As Willie went back to work clearing and resetting the last table, Chick thought about how the members of Oakland Hills sometimes grew attached to people on the staff, to favored waiters and bartenders, even busboys and caddies. Many of the club's members had had humble beginnings themselves, and no matter how rich and powerful they'd become, they liked to feel they were still in touch with the common man, still knew the taste of the salt of the earth. In a lunch-pail town like Detroit, it was important to remember where you came from.

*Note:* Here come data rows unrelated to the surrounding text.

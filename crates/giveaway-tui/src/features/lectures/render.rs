//! Lecture list view.

use ratatui::Frame;
use ratatui::layout::Rect;
use ratatui::style::{Color, Style};
use ratatui::text::Line;
use ratatui::widgets::{Block, Borders, Paragraph};

use super::LecturesState;
use crate::common::{sanitize_for_display, truncate_with_ellipsis};

/// Renders one row per lecture in the order held by the state.
pub fn render_lecture_list(frame: &mut Frame, lectures: &LecturesState, area: Rect) {
    if !lectures.visible || area.height == 0 {
        return;
    }

    let block = Block::default()
        .borders(Borders::ALL)
        .border_style(Style::default().fg(Color::DarkGray))
        .title(" Palestras ");
    let inner_width = usize::from(area.width.saturating_sub(2));

    let lines: Vec<Line> = if lectures.items.is_empty() {
        vec![Line::styled(
            "Nenhuma palestra carregada.",
            Style::default().fg(Color::DarkGray),
        )]
    } else {
        lectures
            .items
            .iter()
            .map(|lecture| {
                let row = format!(
                    "id: {} | Título: {}",
                    lecture.id,
                    sanitize_for_display(&lecture.title)
                );
                Line::from(truncate_with_ellipsis(&row, inner_width))
            })
            .collect()
    };

    frame.render_widget(Paragraph::new(lines).block(block), area);
}
//! Home route view shown to unauthorized sessions.

use ratatui::style::{Color, Modifier, Style};
use ratatui::text::{Line, Span};

pub fn home_notice_lines() -> Vec<Line<'static>> {
    vec![
        Line::from(Span::styled(
            "Acesso restrito.",
            Style::default()
                .fg(Color::Yellow)
                .add_modifier(Modifier::BOLD),
        )),
        Line::from(""),
        Line::from("Faça login com `giveaway login` para acessar o sorteio."),
    ]
}
//! Feature slices for the page (state/update/render per slice).

pub mod auth;
pub mod draw;
pub mod lectures;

Chick Murphy started out washing Packards at a dealership on Gratiot during the Depression, then graduated to shoving booze in his father's bar on Dequindre. And he wasn't going to let himself or anyone else forget it.

Thinking about how far he'd come, Chick considered asking Willie about his life back home, what it was like being a Negro in a place like Alabama, a place that might as well have been on the cold side of Mars to a guy who'd never traveled farther south than the Notre Dame football stadium in Terre Haute, Indiana. Chick reached for his drink, missed it—and almost pitched off the barstool.

“Meester Murphy,” Chi Chi said, appearing out of nowhere to grab his elbow and wrestle him back onto the stool.

“Thanks, Cheech. Musta slipped. . . .”

“Is berry late. Maybe is time to go home?”

“Righto, Cheech.”

“You are dribing?”

“Actually. . . .”

That was when it hit him—one of his brilliant ideas. He turned just as Willie placed the last water goblet upside-down on the table, gave it a final inspection, and started to remove his bow tie.

“Say, Willie,” Chick called to him, “you think you could do me a huge favor?”